Data in this exercise: Begin

//! Per-request caller identity
//!
//! Every store and publish operation takes a [`RequestContext`] explicitly.
//! Nothing about the caller is kept in global or task-local state.

use std::fmt;

use secrecy::{ExposeSecret, SecretString};
use serde::{Deserialize, Serialize};

use crate::error::{PostcraftError, Result};

/// Stable identifier of the party owning drafts
#[derive(Debug, Clone, PartialEq, Eq, Hash, PartialOrd, Ord, Serialize, Deserialize)]
pub struct OwnerId(String);

impl OwnerId {
    /// Build an owner id
    ///
    /// Owner ids name a directory in file-backed stores, so only ASCII
    /// letters, digits, `-`, `_` and `.` are accepted.
    ///
    /// # Errors
    ///
    /// Returns `PostcraftError::InvalidInput` for empty ids or ids with other characters.
    pub fn new(id: impl Into<String>) -> Result<Self> {
        let id = id.into();
        if id.is_empty() || id == "." || id == ".." {
            return Err(PostcraftError::InvalidInput(format!(
                "Invalid owner id: '{}'",
                id
            )));
        }
        if !id
            .chars()
            .all(|c| c.is_ascii_alphanumeric() || matches!(c, '-' | '_' | '.'))
        {
            return Err(PostcraftError::InvalidInput(format!(
                "Invalid owner id: '{}'. Use letters, digits, '-', '_' or '.'",
                id
            )));
        }
        Ok(Self(id))
    }

    pub fn as_str(&self) -> &str {
        &self.0
    }
}

impl fmt::Display for OwnerId {
    fn fmt(&self, f: &mut fmt::Formatter<'_>) -> fmt::Result {
        f.write_str(&self.0)
    }
}

/// Opaque platform credential
///
/// Debug output is redacted and the value is never serialized.
#[derive(Clone)]
pub struct AuthHandle(SecretString);

impl AuthHandle {
    pub fn new(token: impl Into<String>) -> Self {
        Self(SecretString::from(token.into()))
    }

    pub fn expose(&self) -> &str {
        self.0.expose_secret()
    }
}

impl fmt::Debug for AuthHandle {
    fn fmt(&self, f: &mut fmt::Formatter<'_>) -> fmt::Result {
        f.write_str("AuthHandle([REDACTED])")
    }
}

/// Caller identity for one operation
#[derive(Debug, Clone)]
pub struct RequestContext {
    pub owner: OwnerId,
    pub auth: Option<AuthHandle>,
}

impl RequestContext {
    pub fn new(owner: OwnerId) -> Self {
        Self { owner, auth: None }
    }

    /// Context for the named owner without credentials
    ///
    /// # Errors
    ///
    /// Returns `PostcraftError::InvalidInput` if the owner id is invalid.
    pub fn for_owner(owner: &str) -> Result<Self> {
        Ok(Self::new(OwnerId::new(owner)?))
    }

    pub fn with_auth(mut self, auth: AuthHandle) -> Self {
        self.auth = Some(auth);
        self
    }
}
impl Component for Timeline {
    fn kind(&self) -> ComponentKind {
        ComponentKind::Timeline
    }

    fn render(&self, theme: Option<&Theme>) -> String {
        let mut lines = Vec::with_capacity(self.steps.len() + 2);
        push_title(&mut lines, "📅", self.title.as_deref(), theme);
        for (i, (step, detail)) in self.steps.iter().enumerate() {
            lines.push(match self.style {
                TimelineStyle::Arrow => format!("{} {} {}", step, glyphs::ARROW, detail),
                TimelineStyle::Numbered => format!("{}. {}: {}", i + 1, step, detail),
                TimelineStyle::Dated => format!("{} | {}", step, detail),
            });
        }
        lines.join("\n")
    }

    fn invalid_reason(&self) -> Option<String> {
        if self.steps.len() < 2 {
            return Some(format!(
                "timeline needs at least 2 steps (got {})",
                self.steps.len()
            ));
        }
        None
    }
}

#[derive(Debug, Clone, Copy, PartialEq, Eq, Default)]
pub enum TakeawayStyle {
    #[default]
    Box,
    Highlight,
    Simple,
}

/// The one thing a reader should remember
#[derive(Debug, Clone)]
pub struct KeyTakeaway {
    pub message: String,
    pub style: TakeawayStyle,
    pub title: String,
}

impl KeyTakeaway {
    pub fn new(message: impl Into<String>) -> Self {
        Self {
            message: message.into(),
            style: TakeawayStyle::default(),
            title: "Key Takeaway".to_string(),
        }
    }

    pub fn style(mut self, style: TakeawayStyle) -> Self {
        self.style = style;
        self
    }

    pub fn title(mut self, title: impl Into<String>) -> Self {
        self.title = title.into();
        self
    }
}
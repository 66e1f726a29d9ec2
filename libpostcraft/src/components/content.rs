//! Text building blocks: hook, body, call-to-action, hashtags, separator

use serde::Serialize;

use super::{char_len, glyphs, Component, ComponentKind, CtaKind, HookKind};
use crate::themes::{ControversyLevel, EmojiLevel, HashtagPlacement, LineBreakStyle, Theme};

const HOOK_MAX_CHARS: usize = 200;
const BODY_MAX_CHARS: usize = 2800;
const CTA_MAX_CHARS: usize = 200;
const DEFAULT_MAX_TAGS: usize = 5;

/// Opening line of a post
#[derive(Debug, Clone)]
pub struct Hook {
    pub kind: HookKind,
    pub content: String,
}

impl Hook {
    pub fn new(kind: HookKind, content: impl Into<String>) -> Self {
        Self {
            kind,
            content: content.into(),
        }
    }
}

impl Component for Hook {
    fn kind(&self) -> ComponentKind {
        ComponentKind::Hook
    }

    fn render(&self, theme: Option<&Theme>) -> String {
        let emphasize = self.kind == HookKind::Controversy
            && theme.is_some_and(|t| t.controversy_level >= ControversyLevel::Bold);
        if emphasize {
            format!("{} {}", glyphs::ALERT, self.content)
        } else {
            self.content.clone()
        }
    }

    fn invalid_reason(&self) -> Option<String> {
        let len = char_len(&self.content);
        if len == 0 || len > HOOK_MAX_CHARS {
            return Some(format!(
                "hook must be 1-{} characters (got {})",
                HOOK_MAX_CHARS, len
            ));
        }
        None
    }
}

/// Layout applied to body text
#[derive(Debug, Clone, Copy, PartialEq, Eq, Default, Serialize)]
#[serde(rename_all = "snake_case")]
pub enum BodyStructure {
    #[default]
    Linear,
    /// One item per line, each prefixed with an arrow
    Listicle,
    /// Parts separated by `||`, each pinned
    Framework,
    StoryArc,
    /// Exactly two parts separated by `||`: the rejected and the preferred
    Comparison,
}

/// Main text of a post
#[derive(Debug, Clone)]
pub struct Body {
    pub content: String,
    pub structure: BodyStructure,
}

impl Body {
    pub fn new(content: impl Into<String>) -> Self {
        Self::with_structure(content, BodyStructure::Linear)
    }

    pub fn with_structure(content: impl Into<String>, structure: BodyStructure) -> Self {
        Self {
            content: content.into(),
            structure,
        }
    }

    fn render_linear(&self, theme: Option<&Theme>) -> String {
        match theme {
            Some(theme) => {
                let breaks = "\n".repeat(theme.line_break_style.break_count());
                self.content.split("\n\n").collect::<Vec<_>>().join(&breaks)
            }
            None => self.content.clone(),
        }
    }

    fn render_listicle(&self, theme: Option<&Theme>) -> String {
        let symbol = match theme {
            Some(t) if t.emoji_level == EmojiLevel::None => "-",
            _ => glyphs::ARROW,
        };
        self.content
            .trim()
            .lines()
            .map(str::trim)
            .filter(|line| !line.is_empty())
            .map(|line| {
                if ["→", "-", "•", "✓"].iter().any(|p| line.starts_with(p)) {
                    line.to_string()
                } else {
                    format!("{} {}", symbol, line)
                }
            })
            .collect::<Vec<_>>()
            .join("\n")
    }

    fn render_framework(&self, theme: Option<&Theme>) -> String {
        let symbol = match theme {
            Some(t) if t.emoji_level <= EmojiLevel::Minimal => glyphs::BULLET,
            _ => glyphs::PIN,
        };
        self.content
            .split("||")
            .map(str::trim)
            .filter(|part| !part.is_empty())
            .map(|part| format!("{} {}", symbol, part))
            .collect::<Vec<_>>()
            .join("\n\n")
    }

    fn render_story_arc(&self, theme: Option<&Theme>) -> String {
        let separator = match theme {
            Some(t) if t.line_break_style == LineBreakStyle::Extreme => "\n\n\n",
            _ => "\n\n",
        };
        self.content
            .split("\n\n")
            .map(str::trim)
            .filter(|p| !p.is_empty())
            .collect::<Vec<_>>()
            .join(separator)
    }

    fn render_comparison(&self) -> String {
        let parts: Vec<_> = self.content.split("||").collect();
        match parts.as_slice() {
            [rejected, preferred] => format!(
                "{} {}\n\n{} {}",
                glyphs::NEGATIVE,
                rejected.trim(),
                glyphs::POSITIVE,
                preferred.trim()
            ),
            _ => self.content.clone(),
        }
    }
}

impl Component for Body {
    fn kind(&self) -> ComponentKind {
        ComponentKind::Body
    }

    fn render(&self, theme: Option<&Theme>) -> String {
        match self.structure {
            BodyStructure::Linear => self.render_linear(theme),
            BodyStructure::Listicle => self.render_listicle(theme),
            BodyStructure::Framework => self.render_framework(theme),
            BodyStructure::StoryArc => self.render_story_arc(theme),
            BodyStructure::Comparison => self.render_comparison(),
        }
    }

    fn invalid_reason(&self) -> Option<String> {
        let len = char_len(&self.content);
        if len == 0 || len > BODY_MAX_CHARS {
            return Some(format!(
                "body must be 1-{} characters (got {})",
                BODY_MAX_CHARS, len
            ));
        }
        None
    }
}

/// Closing prompt inviting a response
#[derive(Debug, Clone)]
pub struct CallToAction {
    pub kind: CtaKind,
    pub text: String,
}

impl CallToAction {
    pub fn new(kind: CtaKind, text: impl Into<String>) -> Self {
        Self {
            kind,
            text: text.into(),
        }
    }
}

impl Component for CallToAction {
    fn kind(&self) -> ComponentKind {
        ComponentKind::CallToAction
    }

    fn render(&self, theme: Option<&Theme>) -> String {
        match theme {
            Some(t) if t.emoji_level.is_decorative() => {
                format!("{} {}", self.kind.emoji(), self.text)
            }
            _ => self.text.clone(),
        }
    }

    fn invalid_reason(&self) -> Option<String> {
        let len = char_len(&self.text);
        if len == 0 || len > CTA_MAX_CHARS {
            return Some(format!(
                "call-to-action must be 1-{} characters (got {})",
                CTA_MAX_CHARS, len
            ));
        }
        None
    }
}

/// Hashtag block
///
/// Tags may be given with or without the leading `#`.
#[derive(Debug, Clone)]
pub struct Hashtags {
    pub tags: Vec<String>,
    pub placement: HashtagPlacement,
}

impl Hashtags {
    pub fn new<I, S>(tags: I) -> Self
    where
        I: IntoIterator<Item = S>,
        S: Into<String>,
    {
        Self::with_placement(tags, HashtagPlacement::End)
    }

    pub fn with_placement<I, S>(tags: I, placement: HashtagPlacement) -> Self
    where
        I: IntoIterator<Item = S>,
        S: Into<String>,
    {
        Self {
            tags: tags.into_iter().map(Into::into).collect(),
            placement,
        }
    }
}

fn bare_tag(tag: &str) -> &str {
    tag.trim().trim_start_matches('#')
}

impl Component for Hashtags {
    fn kind(&self) -> ComponentKind {
        ComponentKind::Hashtags
    }

    fn render(&self, theme: Option<&Theme>) -> String {
        let max_tags = theme
            .map(|t| t.hashtag_strategy.max_tags())
            .unwrap_or(DEFAULT_MAX_TAGS);
        self.tags
            .iter()
            .take(max_tags)
            .map(|tag| format!("#{}", bare_tag(tag)))
            .collect::<Vec<_>>()
            .join(" ")
    }

    fn invalid_reason(&self) -> Option<String> {
        if self.tags.is_empty() {
            return Some("at least one hashtag is required".to_string());
        }
        if let Some(pos) = self.tags.iter().position(|tag| bare_tag(tag).is_empty()) {
            return Some(format!("hashtag {} is empty", pos + 1));
        }
        if let Some(tag) = self
            .tags
            .iter()
            .find(|tag| bare_tag(tag).contains(char::is_whitespace))
        {
            return Some(format!("hashtag '{}' contains whitespace", tag));
        }
        None
    }

    fn hashtag_placement(&self) -> Option<HashtagPlacement> {
        Some(self.placement)
    }
}

#[derive(Debug, Clone, Copy, PartialEq, Eq, Default, Serialize)]
#[serde(rename_all = "snake_case")]
pub enum SeparatorStyle {
    #[default]
    Line,
    Dots,
    Wave,
    Heavy,
    Double,
    /// Renders nothing; the paragraph break alone separates sections
    Minimal,
}

impl SeparatorStyle {
    pub fn glyph(self) -> &'static str {
        match self {
            SeparatorStyle::Line => "---",
            SeparatorStyle::Dots => "• • •",
            SeparatorStyle::Wave => "~",
            SeparatorStyle::Heavy => "━━━",
            SeparatorStyle::Double => "===",
            SeparatorStyle::Minimal => "",
        }
    }
}

/// Visual break between sections
#[derive(Debug, Clone, Default)]
pub struct Separator {
    pub style: SeparatorStyle,
}

impl Separator {
    pub fn new(style: SeparatorStyle) -> Self {
        Self { style }
    }
}

impl Component for Separator {
    fn kind(&self) -> ComponentKind {
        ComponentKind::Separator
    }

    fn render(&self, _theme: Option<&Theme>) -> String {
        self.style.glyph().to_string()
    }

    fn invalid_reason(&self) -> Option<String> {
        None
    }
}
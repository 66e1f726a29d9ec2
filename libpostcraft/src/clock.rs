//! Time source abstraction
//!
//! Services read the current time through a [`Clock`] so that expiry and
//! timestamp ordering can be driven deterministically in tests.

use std::sync::Mutex;

use chrono::{DateTime, Duration, Utc};

pub trait Clock: Send + Sync {
    fn now(&self) -> DateTime<Utc>;
}

/// Wall clock
#[derive(Debug, Clone, Copy, Default)]
pub struct SystemClock;

impl Clock for SystemClock {
    fn now(&self) -> DateTime<Utc> {
        Utc::now()
    }
}

/// Clock that only moves when told to
#[derive(Debug)]
pub struct ManualClock {
    now: Mutex<DateTime<Utc>>,
}

impl ManualClock {
    pub fn new(start: DateTime<Utc>) -> Self {
        Self {
            now: Mutex::new(start),
        }
    }

    pub fn set(&self, now: DateTime<Utc>) {
        *self.lock() = now;
    }

    pub fn advance(&self, by: Duration) {
        let mut now = self.lock();
        *now += by;
    }

    fn lock(&self) -> std::sync::MutexGuard<'_, DateTime<Utc>> {
        // A poisoned guard still holds a valid timestamp
        self.now.lock().unwrap_or_else(|e| e.into_inner())
    }
}

impl Default for ManualClock {
    fn default() -> Self {
        Self::new(Utc::now())
    }
}

impl Clock for ManualClock {
    fn now(&self) -> DateTime<Utc> {
        *self.lock()
    }
}
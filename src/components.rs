use crate::engine::{EffectPrototype, MontageId};
use serde::{Deserialize, Serialize};

/// Player-controlled character marker
#[derive(Debug, Clone, Copy)]
pub struct Player;

/// Health pool, clamped to [0, max]
#[derive(Debug, Clone, Copy)]
pub struct Health {
    pub current: f32,
    pub max: f32,
}

impl Health {
    pub fn new(max: f32) -> Self {
        Self { current: max, max }
    }

    /// Subtract `amount` (negative amounts heal), clamped to the pool bounds
    pub fn damage(&mut self, amount: f32) {
        self.current = (self.current - amount).clamp(0.0, self.max);
    }

    pub fn is_depleted(&self) -> bool {
        self.current <= 0.0
    }
}

/// Mana pool, clamped to [0, max]
#[derive(Debug, Clone, Copy)]
pub struct Mana {
    pub current: f32,
    pub max: f32,
}

impl Mana {
    pub fn new(max: f32) -> Self {
        Self { current: max, max }
    }

    /// Deduct `cost`, clamped to the pool bounds. The caller checks whether
    /// any mana is available; a partial pool still pays what it can.
    pub fn spend(&mut self, cost: f32) {
        self.current = (self.current - cost).clamp(0.0, self.max);
    }

    pub fn is_empty(&self) -> bool {
        self.current <= 0.0
    }
}

/// Terminal death marker. Inserted once when health reaches zero and never
/// removed by this logic.
#[derive(Debug, Clone, Copy)]
pub struct Dead;

/// An active controller steering this character. Absence means no controller
/// is possessing the pawn, which gates all movement input.
///
/// Yaw and pitch are the control rotation in degrees; movement directions are
/// derived from yaw only.
#[derive(Debug, Clone, Copy)]
pub struct Controlled {
    pub yaw: f32,
    pub pitch: f32,
    /// Degrees per second applied by analog turn input at full deflection
    pub base_turn_rate: f32,
    /// Degrees per second applied by analog look-up input at full deflection
    pub base_look_up_rate: f32,
}

impl Controlled {
    pub fn new(base_turn_rate: f32, base_look_up_rate: f32) -> Self {
        Self {
            yaw: 0.0,
            pitch: 0.0,
            base_turn_rate,
            base_look_up_rate,
        }
    }
}

/// Actor orientation (degrees about the vertical axis). Kept in sync with
/// movement by `systems::movement::orient_to_movement`; spell effects spawn
/// facing this way.
#[derive(Debug, Clone, Copy, Default)]
pub struct Facing {
    pub yaw: f32,
}

/// The character's configured attack and reaction montages. Every handle is
/// optional; a missing handle disables the action that needs it rather than
/// being an error.
#[derive(Debug, Clone, Copy, Default, Serialize, Deserialize)]
#[serde(default)]
pub struct Montages {
    pub standing_cast: Option<MontageId>,
    pub moving_cast: Option<MontageId>,
    pub standing_melee: Option<MontageId>,
    pub moving_melee: Option<MontageId>,
    pub get_hit: Option<MontageId>,
    pub death: Option<MontageId>,
}

/// Spell-casting ability: which effect to spawn and what it costs.
#[derive(Debug, Clone, Copy)]
pub struct SpellAbility {
    /// Prototype of the effect to spawn; `None` disables casting
    pub prototype: Option<EffectPrototype>,
    pub cost: f32,
}

#[cfg(test)]
mod tests {
    use super::*;

    #[test]
    fn test_health_damage_clamps_at_zero() {
        let mut health = Health::new(200.0);
        health.damage(500.0);
        assert_eq!(health.current, 0.0);
        assert!(health.is_depleted());
    }

    #[test]
    fn test_health_negative_damage_heals_clamped_at_max() {
        let mut health = Health::new(200.0);
        health.damage(50.0);
        health.damage(-500.0);
        assert_eq!(health.current, 200.0);
    }

    #[test]
    fn test_mana_spend_clamps_at_zero() {
        let mut mana = Mana::new(100.0);
        mana.current = 5.0;
        mana.spend(10.0);
        assert_eq!(mana.current, 0.0);
        assert!(mana.is_empty());
    }
}
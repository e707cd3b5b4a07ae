//! Combat and montage constants.

/// Mana deducted per spell cast
pub const SPELL_COST: f32 = 10.0;
/// Playback rate for the standing attack variants
pub const STANDING_ATTACK_RATE: f32 = 1.5;
/// Playback rate for the moving attack variants
pub const MOVING_ATTACK_RATE: f32 = 1.2;
/// Playback rate for get-hit and death reactions
pub const REACTION_RATE: f32 = 1.0;
/// Speed (units/s) below which the character counts as standing still
pub const VELOCITY_EPSILON: f32 = 1e-4;
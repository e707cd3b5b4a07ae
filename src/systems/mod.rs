//! Gameplay systems: free functions over the world plus injected engine
//! collaborators.

pub mod attacks;
pub mod casting;
pub mod combat;
pub mod movement;

pub use attacks::{trigger_melee_attack, trigger_spell_attack};
pub use casting::cast_spell;
pub use combat::apply_damage;
pub use movement::{
    add_pitch_input, add_yaw_input, look_up_at_rate, move_forward, move_right, orient_to_movement,
    turn_at_rate,
};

Data in this exercise: End

Give only the number of lines in the entries above that hold the string "never".

◆ Solution:
2